O retorno do tema à pauta ocorre após parlamentares do PL e do PSDB solicitarem vista da matéria na última semana, adiando a votação. O relator do projeto, deputado Paulo Azi (União-BA), já apresentou parecer favorável à admissibilidade da PEC, sustentando que a alteração na jornada laboral é compatível com a Constituição Federal.
Caso a CCJ aprove a admissibilidade, o presidente da Câmara, Hugo Motta (Republicanos-PB), deve instituir uma comissão especial para debater o mérito do texto. Esse colegiado terá um prazo de 10 a 40 sessões plenárias para emitir um parecer antes que a proposta siga para votação final no plenário da Casa.

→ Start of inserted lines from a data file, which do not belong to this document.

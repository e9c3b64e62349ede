use super::ranges::RangeSpec;
use crate::calendar::{CalendarGrid, GridCell};
use crate::color::Color;
use std::collections::BTreeMap;

/// Where a cell sits within its segment, which decides which of its ends are
/// rounded
#[derive(Clone, Copy, Debug, Eq, Hash, PartialEq)]
pub enum Cap {
    /// The only cell of its segment; rounded on both ends
    Single,
    Start,
    Middle,
    End,
}

impl Cap {
    pub fn cap_start(self) -> bool {
        matches!(self, Cap::Start)
    }

    pub fn cap_end(self) -> bool {
        matches!(self, Cap::End)
    }

    pub fn is_single(self) -> bool {
        matches!(self, Cap::Single)
    }

    /// Whether the left edge is rounded
    pub fn rounds_left(self) -> bool {
        matches!(self, Cap::Single | Cap::Start)
    }

    /// Whether the right edge is rounded
    pub fn rounds_right(self) -> bool {
        matches!(self, Cap::Single | Cap::End)
    }
}

/// A maximal run of column-consecutive day cells in one row, all covered by
/// the same range
#[derive(Clone, Debug, Eq, PartialEq)]
pub struct Segment {
    pub row: u8,
    pub cells: Vec<GridCell>,
}

impl Segment {
    pub fn days(&self) -> impl Iterator<Item = u8> + '_ {
        self.cells.iter().filter_map(GridCell::day)
    }

    pub fn len(&self) -> usize {
        self.cells.len()
    }

    pub fn is_empty(&self) -> bool {
        self.cells.is_empty()
    }

    fn caps(&self) -> impl Iterator<Item = (GridCell, Cap)> + '_ {
        let last = self.cells.len().saturating_sub(1);
        self.cells.iter().enumerate().map(move |(i, &cell)| {
            let cap = if last == 0 {
                Cap::Single
            } else if i == 0 {
                Cap::Start
            } else if i == last {
                Cap::End
            } else {
                Cap::Middle
            };
            (cell, cap)
        })
    }
}

/// How to paint one highlighted day
#[derive(Clone, Copy, Debug, Eq, Hash, PartialEq)]
pub struct PaintDirective {
    pub day: u8,
    pub row: u8,
    pub col: u8,
    pub color: Color,
    pub cap: Cap,
    /// `index` of the range that produced this directive
    pub range: u32,
}

impl PaintDirective {
    pub fn cap_start(&self) -> bool {
        self.cap.cap_start()
    }

    pub fn cap_end(&self) -> bool {
        self.cap.cap_end()
    }

    pub fn single(&self) -> bool {
        self.cap.is_single()
    }
}

/// The segments one range covers on `grid`, in row order.  A range that
/// crosses a week boundary yields one segment per row it touches.
pub fn segments(grid: &CalendarGrid, spec: &RangeSpec) -> Vec<Segment> {
    let (start, end) = spec.normalized(grid.days_in_month());
    let mut rows: BTreeMap<u8, Vec<GridCell>> = BTreeMap::new();
    for cell in grid.day_cells() {
        if cell.day().is_some_and(|d| (start..=end).contains(&d)) {
            rows.entry(cell.row).or_default().push(*cell);
        }
    }
    let mut segments = Vec::new();
    for (row, mut cells) in rows {
        cells.sort_by_key(|c| c.col);
        let mut current: Vec<GridCell> = Vec::new();
        for cell in cells {
            if current.last().is_some_and(|prev| prev.col + 1 != cell.col) {
                segments.push(Segment {
                    row,
                    cells: std::mem::take(&mut current),
                });
            }
            current.push(cell);
        }
        if !current.is_empty() {
            segments.push(Segment {
                row,
                cells: current,
            });
        }
    }
    segments
}

/// The paint directives for a month: at most one per day, ordered by day
#[derive(Clone, Debug, Default, Eq, PartialEq)]
pub struct Highlights(BTreeMap<u8, PaintDirective>);

impl Highlights {
    /// Compiles `specs` against `grid`.  Disabled specs are skipped; enabled
    /// ones are painted in ascending `index` so later ranges cover earlier
    /// ones where they overlap.
    pub fn compile(grid: &CalendarGrid, specs: &[RangeSpec]) -> Highlights {
        let mut enabled = specs
            .iter()
            .filter(|s| s.enabled)
            .collect::<Vec<_>>();
        enabled.sort_by_key(|s| s.index);
        let mut directives = BTreeMap::new();
        for spec in enabled {
            for segment in segments(grid, spec) {
                for (cell, cap) in segment.caps() {
                    let Some(day) = cell.day() else {
                        continue;
                    };
                    directives.insert(
                        day,
                        PaintDirective {
                            day,
                            row: cell.row,
                            col: cell.col,
                            color: spec.color,
                            cap,
                            range: spec.index,
                        },
                    );
                }
            }
        }
        tracing::trace!(painted = directives.len(), "compiled highlights");
        Highlights(directives)
    }

    pub fn get(&self, day: u8) -> Option<&PaintDirective> {
        self.0.get(&day)
    }

    pub fn iter(&self) -> impl Iterator<Item = &PaintDirective> + '_ {
        self.0.values()
    }

    pub fn len(&self) -> usize {
        self.0.len()
    }

    pub fn is_empty(&self) -> bool {
        self.0.is_empty()
    }
}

Devido à complexidade do rito das PECs e às movimentações da oposição para obstruir a proposta, o presidente Luiz Inácio Lula da Silva encaminhou ao Congresso um projeto de lei (PL) com regime de urgência constitucional. A iniciativa do Executivo propõe o fim da escala 6×1 e a redução da jornada para 40 horas semanais. Por tramitar com urgência, o PL tranca a pauta de votações da Câmara caso não seja apreciado em até 45 dias.
O deputado Hugo Motta afirmou que, embora o envio do PL seja uma prerrogativa do governo, a Câmara manterá a tramitação da PEC, que unifica sugestões dos deputados Erika Hilton (PSOL-RJ) e Reginaldo Lopes (PT-MG). O ministro do Trabalho e Emprego, Luiz Marinho, esclareceu que as duas frentes não são excludentes. Segundo o ministro, o PL pode garantir uma redução imediata enquanto a PEC cumpre seu rito mais longo, servindo posteriormente como uma blindagem constitucional para evitar retrocessos futuros nos direitos trabalhistas.